Koobface slips past antivirus defences

Stephen Withers
Monday, 08 December 2008 05:48

Your IT - Home IT

If you've been wondering why Koobface seems to be infecting so many computers, it could be because a majority of antivirus packages have been unable to detect it.

Koobface is a worm that spreads through social networking sites. It works by sending bogus messages or comments to the infected user's friends.

These texts include links to malicious sites that purport to offer video clips. If visitors follow the link, they are told that they need to install a new version of Flash and are offered an 'updater' which is actually installs malware.

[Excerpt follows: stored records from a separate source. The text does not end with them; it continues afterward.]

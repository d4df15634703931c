use crate::config::CameraConfig;
use crate::sim::geom::{Rect, Vec2};

use super::rendering::transform::{self, Viewport};

pub const CAMERA_ZOOM_STEP: f32 = 0.1;

/// Pan/zoom state. All queries are pure functions of the current state;
/// only `pan` and `zoom_by` mutate it.
#[derive(Debug, Clone)]
pub struct Camera2D {
    position: Vec2,
    zoom: f32,
    zoom_min: f32,
    zoom_max: f32,
    follow_rate: f32,
    margin: f32,
    viewport: Viewport,
}

impl Camera2D {
    pub fn new(config: &CameraConfig, viewport: Viewport) -> Self {
        Self {
            position: Vec2::ZERO,
            zoom: config.zoom_default.clamp(config.zoom_min, config.zoom_max),
            zoom_min: config.zoom_min,
            zoom_max: config.zoom_max,
            follow_rate: config.follow_rate,
            margin: config.viewport_margin,
            viewport,
        }
    }

    pub fn position(&self) -> Vec2 {
        self.position
    }

    pub fn zoom(&self) -> f32 {
        self.zoom
    }

    pub fn viewport(&self) -> Viewport {
        self.viewport
    }

    pub fn set_viewport(&mut self, viewport: Viewport) {
        self.viewport = viewport;
    }

    /// Jumps straight to `target`, used on spawn and room change.
    pub fn center_on(&mut self, target: Vec2) {
        if target.is_finite() {
            self.position = target;
        }
    }

    /// Eases the centre toward `target`; frame-rate independent.
    pub fn pan(&mut self, target: Vec2, dt_seconds: f32) {
        if !target.is_finite() || !dt_seconds.is_finite() || dt_seconds <= 0.0 {
            return;
        }
        let t = 1.0 - (-self.follow_rate * dt_seconds).exp();
        self.position = self.position + (target - self.position) * t;
    }

    pub fn zoom_by(&mut self, delta: f32) {
        if !delta.is_finite() {
            return;
        }
        self.zoom = (self.zoom + delta).clamp(self.zoom_min, self.zoom_max);
    }

    pub fn apply_zoom_steps(&mut self, steps: i32) {
        if steps != 0 {
            self.zoom_by(steps as f32 * CAMERA_ZOOM_STEP);
        }
    }

    pub fn world_to_screen(&self, world: Vec2) -> Vec2 {
        transform::world_to_screen(world, self.position, self.zoom, self.viewport)
    }

    pub fn screen_to_world(&self, screen: Vec2) -> Vec2 {
        transform::screen_to_world(screen, self.position, self.zoom, self.viewport)
    }

    /// World rectangle currently on screen.
    pub fn view_bounds(&self) -> Rect {
        let half_w = self.viewport.width as f32 * 0.5 / self.zoom;
        let half_h = self.viewport.height as f32 * 0.5 / self.zoom;
        Rect::centered(self.position, half_w, half_h)
    }

    pub fn culling_bounds(&self) -> Rect {
        self.view_bounds().expanded(self.margin)
    }

    /// Tests a world box (top-left `x`, `y`) against the viewport grown by
    /// the culling margin. Touching counts as visible.
    pub fn is_visible(&self, x: f32, y: f32, w: f32, h: f32) -> bool {
        let bounds = self.culling_bounds();
        x <= bounds.right() && x + w >= bounds.x && y <= bounds.bottom() && y + h >= bounds.y
    }

    pub fn is_rect_visible(&self, rect: &Rect) -> bool {
        self.is_visible(rect.x, rect.y, rect.w, rect.h)
    }
}

#[cfg(test)]
mod tests {
    use super::*;

    fn camera() -> Camera2D {
        Camera2D::new(
            &CameraConfig::default(),
            Viewport {
                width: 320,
                height: 240,
            },
        )
    }

    #[test]
    fn zoom_stays_within_configured_range() {
        let mut camera = camera();
        camera.zoom_by(10.0);
        assert_eq!(camera.zoom(), 2.0);
        camera.apply_zoom_steps(-100);
        assert_eq!(camera.zoom(), 0.5);
        camera.zoom_by(f32::NAN);
        assert_eq!(camera.zoom(), 0.5);
    }

    #[test]
    fn screen_round_trip_under_zoom() {
        let mut camera = camera();
        camera.center_on(Vec2::new(100.0, 40.0));
        camera.zoom_by(0.5);
        let world = Vec2::new(130.0, 10.0);
        let back = camera.screen_to_world(camera.world_to_screen(world));
        assert!(back.distance(world) < 0.001);
    }

    #[test]
    fn pan_eases_without_overshoot() {
        let mut camera = camera();
        let target = Vec2::new(100.0, 0.0);
        camera.pan(target, 1.0 / 60.0);
        let first = camera.position().x;
        assert!(first > 0.0 && first < 100.0);
        for _ in 0..600 {
            camera.pan(target, 1.0 / 60.0);
        }
        assert!(camera.position().x <= 100.0);
        assert!(camera.position().distance(target) < 0.01);
    }

    #[test]
    fn visibility_includes_margin() {
        let camera = camera();
        // view is x in [-160, 160]; margin 64 extends culling to 224
        assert!(camera.is_visible(200.0, 0.0, 8.0, 8.0));
        assert!(!camera.is_visible(230.0, 0.0, 8.0, 8.0));
        assert!(camera.is_visible(-240.0, 0.0, 20.0, 8.0));
    }
}
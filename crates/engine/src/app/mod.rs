mod camera;
mod frame_clock;
mod input;
mod loop_runner;
mod metrics;
pub(crate) mod rendering;
mod scene;

pub use camera::{Camera2D, CAMERA_ZOOM_STEP};
pub use frame_clock::FrameClock;
pub use input::InputAction;
pub use loop_runner::{run_app, run_app_with_metrics, AppError, LoopConfig, SLOW_FRAME_ENV_VAR};
pub use metrics::{LoopMetricsSnapshot, MetricsHandle};
pub use rendering::{
    select_closest, DrawCall, DrawLayer, DrawSurface, FrameStats, OverlayData, RecordingSurface,
    RenderPipeline, Renderer, Rgba, SurfaceError, Viewport,
};
pub use scene::{Scene, SceneCommand};
use thiserror::Error;
use tracing::trace;

use crate::app::{Camera2D, LoopMetricsSnapshot};
use crate::config::RenderConfig;
use crate::sim::geom::{Rect, Vec2};
use crate::sim::interaction::{InteractionCoordinator, InteractionState};
use crate::sim::pool::Pool;
use crate::sim::session::SessionView;
use crate::sim::world::{EntityClass, EntityId, PickupId};

use super::selection::select_closest;

pub type Rgba = [u8; 4];

const CLEAR_COLOR: Rgba = [18, 20, 27, 255];
const FLOOR_COLOR: Rgba = [46, 52, 60, 255];
const SOLID_COLOR: Rgba = [78, 70, 62, 255];
const ZONE_GLOW_COLOR: Rgba = [70, 90, 120, 255];
const PAD_COLOR: Rgba = [90, 60, 150, 255];
const PAD_GATED_COLOR: Rgba = [170, 140, 40, 255];
const PICKUP_COLOR: Rgba = [250, 215, 80, 255];
const STUMP_COLOR: Rgba = [96, 72, 48, 255];
const TRUNK_COLOR: Rgba = [120, 86, 50, 255];
const CANOPY_COLOR: Rgba = [52, 128, 64, 255];
const VENDOR_COLOR: Rgba = [200, 110, 70, 255];
const TABLE_COLOR: Rgba = [40, 120, 90, 255];
const NPC_COLOR: Rgba = [150, 150, 160, 255];
const REMOTE_PLAYER_COLOR: Rgba = [90, 170, 230, 255];
const HARVESTING_COLOR: Rgba = [230, 160, 90, 255];
const AERIAL_COLOR: Rgba = [230, 230, 250, 255];
const LOCAL_PLAYER_COLOR: Rgba = [120, 240, 140, 255];
const PENDING_MARKER_COLOR: Rgba = [255, 120, 120, 255];
const PROGRESS_BACK_COLOR: Rgba = [10, 12, 16, 220];
const PROGRESS_FILL_COLOR: Rgba = [120, 220, 120, 255];
const METRICS_FPS_COLOR: Rgba = [80, 200, 255, 255];
const METRICS_FRAME_COLOR: Rgba = [255, 170, 80, 255];

const PICKUP_HALF_SIZE: f32 = 3.0;
const FIXTURE_HALF_SIZE: f32 = 6.0;
const CANOPY_HALF_WIDTH: f32 = 10.0;
const CANOPY_HEIGHT: f32 = 10.0;
const PENDING_MARKER_HALF_SIZE_PX: f32 = 4.0;
const PROGRESS_BAR_WIDTH_PX: f32 = 120.0;
const PROGRESS_BAR_HEIGHT_PX: f32 = 8.0;
const PROGRESS_BAR_BOTTOM_OFFSET_PX: f32 = 32.0;
const METRICS_BAR_HEIGHT_PX: f32 = 4.0;
const METRICS_BAR_MAX_WIDTH_PX: f32 = 120.0;
const METRICS_FPS_FULL_SCALE: f32 = 120.0;
const METRICS_FRAME_MS_FULL_SCALE: f32 = 50.0;
const OVERLAY_MARGIN_PX: f32 = 8.0;

#[derive(Debug, Error)]
pub enum SurfaceError {
    #[error("drawing surface unavailable ({width}x{height})")]
    Unavailable { width: u32, height: u32 },
    #[error("failed to present frame: {0}")]
    Present(#[source] pixels::Error),
}

/// Fixed draw order. Every call in a frame carries its layer and layers
/// never go backwards within a frame.
#[derive(Debug, Clone, Copy, PartialEq, Eq, PartialOrd, Ord, Hash)]
pub enum DrawLayer {
    Background,
    Ambient,
    GroundDecal,
    Standing,
    Canopy,
    BackgroundActors,
    Players,
    OnTop,
    Overlay,
}
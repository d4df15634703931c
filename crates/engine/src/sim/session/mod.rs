use std::collections::BTreeSet;

use tracing::{debug, info};

use crate::app::rendering::transform::Viewport;
use crate::app::Camera2D;
use crate::config::CoreConfig;

use super::geom::Vec2;
use super::interaction::{
    ActiveHarvestState, InteractionContext, InteractionCoordinator, InteractionState,
    InteractionTarget, Notification,
};
use super::interp::RemoteInterpolator;
use super::net::{Intent, MoveThrottle, Outbox, Transport};
use super::predictor::{DirectionKeys, MoveOutcome, MovementPredictor};
use super::profile::{BalanceReply, ProfileService};
use super::world::{
    CollisionMap, LocalPlayerState, LocalReconcile, PickupId, RemoteSnapshot, WorldStore,
};


#[derive(Debug, Clone, Copy, Default, PartialEq, Eq)]
pub struct FrameInput {
    pub keys: DirectionKeys,
    pub zoom_steps: i32,
}

#[derive(Debug, Clone, Copy)]
pub struct SessionView<'a> {
    pub store: &'a WorldStore,
    pub interpolator: &'a RemoteInterpolator,
    pub camera: &'a Camera2D,
    pub interaction: &'a InteractionState,
}

/// The simulation context: owns the world store and every per-frame
/// component. One `frame` call is one simulation step.
pub struct Session<P> {
    config: CoreConfig,
    store: WorldStore,
    camera: Camera2D,
    predictor: MovementPredictor,
    interpolator: RemoteInterpolator,
    coordinator: InteractionCoordinator,
    outbox: Outbox,
    throttle: MoveThrottle,
    profile: P,
    notifications: Vec<Notification>,
    collected: BTreeSet<PickupId>,
    replies: Vec<BalanceReply>,
}

impl<P: ProfileService> Session<P> {
    pub fn new(config: CoreConfig, local: LocalPlayerState, viewport: Viewport, profile: P) -> Self {
        let mut camera = Camera2D::new(&config.camera, viewport);
        camera.center_on(local.position);
        Self {
            store: WorldStore::new(local),
            camera,
            predictor: MovementPredictor::new(config.movement.clone()),
            interpolator: RemoteInterpolator::new(
                config.interpolation.clone(),
                config.render.entity_half_size,
            ),
            coordinator: InteractionCoordinator::new(config.interaction.clone()),
            outbox: Outbox::new(),
            throttle: MoveThrottle::new(config.net.move_send_interval_ms),
            profile,
            notifications: Vec::new(),
            collected: BTreeSet::new(),
            replies: Vec::new(),
            config,
        }
    }

    pub fn config(&self) -> &CoreConfig {
        &self.config
    }

    pub fn store(&self) -> &WorldStore {
        &self.store
    }

    pub fn store_mut(&mut self) -> &mut WorldStore {
        &mut self.store
    }

    pub fn camera(&self) -> &Camera2D {
        &self.camera
    }

    pub fn camera_mut(&mut self) -> &mut Camera2D {
        &mut self.camera
    }

    pub fn interpolator(&self) -> &RemoteInterpolator {
        &self.interpolator
    }

    pub fn interaction(&self) -> &InteractionState {
        self.coordinator.state()
    }

    pub fn active_harvest(&self) -> Option<&ActiveHarvestState> {
        self.coordinator.active_harvest()
    }

    pub fn harvest_progress(&self) -> Option<f32> {
        self.coordinator
            .active_harvest()
            .map(|harvest| harvest.progress(self.store.now_ms()))
    }

    pub fn profile(&self) -> &P {
        &self.profile
    }

    pub fn profile_mut(&mut self) -> &mut P {
        &mut self.profile
    }

    pub fn view(&self) -> SessionView<'_> {
        SessionView {
            store: &self.store,
            interpolator: &self.interpolator,
            camera: &self.camera,
            interaction: self.coordinator.state(),
        }
    }

    pub fn handle_click_screen(&mut self, screen: Vec2) {
        let world = self.camera.screen_to_world(screen);
        self.handle_click_world(world);
    }

    /// Clicks an interactable if one is under `point`; otherwise walks there,
    /// dropping whatever interaction was in progress.
    pub fn handle_click_world(&mut self, point: Vec2) {
        if !point.is_finite() {
            return;
        }
        let hit = self
            .coordinator
            .hit_test(self.store.object_states(), point);
        let Self {
            store,
            outbox,
            profile,
            notifications,
            coordinator,
            ..
        } = self;
        let mut ctx = InteractionContext {
            store,
            transport: outbox,
            profile,
            notifications,
        };
        match hit {
            Some(target) => coordinator.click(&mut ctx, target),
            None => {
                coordinator.cancel(&mut ctx);
                ctx.store.set_click_target(Some(point));
                debug!(x = point.x, y = point.y, "click_target_set");
            }
        }
    }

    /// Closes an engaged vendor menu or table seat. Returns whether anything
    /// was open.
    pub fn dismiss_interaction(&mut self) -> bool {
        self.coordinator.dismiss()
    }

    pub fn apply_live_snapshot(&mut self, snapshots: impl IntoIterator<Item = RemoteSnapshot>) {
        self.store.apply_live_snapshot(snapshots);
    }

    /// Last-write-wins correction. A repositioned player keeps an active
    /// harvest; the anchor follows the confirmed position.
    pub fn apply_local_reconcile(&mut self, update: LocalReconcile) {
        if let Some(position) = self.store.reconcile_local(update) {
            self.coordinator.reanchor_harvest(position);
        }
    }

    pub fn change_room(&mut self, room: impl Into<String>, map: CollisionMap, spawn: Vec2) {
        let room = room.into();
        self.coordinator.reset();
        self.store.enter_room(room.clone(), map, spawn);
        self.interpolator.clear();
        self.throttle.reset();
        self.collected.clear();
        self.replies.clear();
        self.camera.center_on(self.store.local_player().position);
        info!(room = %room, "room_entered");
    }

    pub fn take_outbound(&mut self) -> Vec<Intent> {
        self.outbox.drain()
    }

    pub fn drain_notifications(&mut self) -> Vec<Notification> {
        std::mem::take(&mut self.notifications)
    }

    /// One simulation step: gate replies, movement, interaction checks,
    /// camera follow, then remote interpolation.
    pub fn frame(&mut self, dt_seconds: f32, input: &FrameInput) -> MoveOutcome {
        self.store.advance_clock(dt_seconds);
        self.camera.apply_zoom_steps(input.zoom_steps);

        let Self {
            store,
            outbox,
            profile,
            notifications,
            coordinator,
            predictor,
            throttle,
            replies,
            ..
        } = self;

        profile.drain_replies(replies);
        let mut ctx = InteractionContext {
            store,
            transport: outbox,
            profile,
            notifications,
        };
        if !replies.is_empty() {
            coordinator.apply_balance_replies(&mut ctx, replies.drain(..));
        }

        if input.keys.any() {
            coordinator.cancel(&mut ctx);
        }

        let harvest_focus = coordinator.active_harvest().and_then(|harvest| {
            ctx.store
                .object_states()
                .node(harvest.node_id)
                .map(|node| node.trunk.center())
        });
        let had_click_target = ctx.store.click_target().is_some();
        let facing_before = ctx.store.local_player().facing;
        let outcome = predictor.advance(ctx.store, input.keys, harvest_focus, dt_seconds);
        if had_click_target && !outcome.moved && ctx.store.click_target().is_some() {
            debug!(x = outcome.position.x, y = outcome.position.y, "click_target_unreachable");
            ctx.store.set_click_target(None);
        }

        // turning in place is reported too
        if let Some(intent) = throttle.update(
            ctx.store.now_ms(),
            outcome.moved || outcome.facing != facing_before,
            outcome.position,
            outcome.facing,
        ) {
            ctx.transport.send(intent);
        }

        coordinator.update(&mut ctx);

        self.collect_nearby_pickups();
        self.camera
            .pan(self.store.local_player().position, dt_seconds);
        self.interpolator.sync(self.store.live_entities());
        self.interpolator.advance(dt_seconds, &self.camera);
        outcome
    }

    fn collect_nearby_pickups(&mut self) {
        let objects = self.store.object_states();
        self.collected.retain(|id| objects.pickup(*id).is_some());

        let position = self.store.local_player().position;
        let radius = self.config.interaction.pickup_radius;
        for pickup in objects.pickups() {
            if pickup.position.distance(position) <= radius && self.collected.insert(pickup.id) {
                self.outbox.send(Intent::Collect { pickup: pickup.id });
            }
        }
    }

    pub fn pending_target(&self) -> Option<InteractionTarget> {
        self.coordinator.pending_target()
    }
}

A test run using the Virustotal service reported that as at December 5, only 15 out of 38 antivirus products could detect the current version of Koobface.

Big name products generally detected the culprit. Examples include CA, McAfee, Microsoft, Sophos, and Symantec.

But some widely-used products failed to warn that the download was malicious. Among them were software from Avast, AVG, ClamAV, F-Secure, Kaspersky and PC Tools.

Note that some or all of those vendors may have updated their products since Virustotal carried out its tests.

But here's the curious thing.

The Virustotal results have been publicised - and the sample may even have been submitted by - by the ThreatFire research team. And ThreatFire is part of PC Tools: one of the companies whose AV scanners could not detect Koobface.

That's what we call "without fear or favour."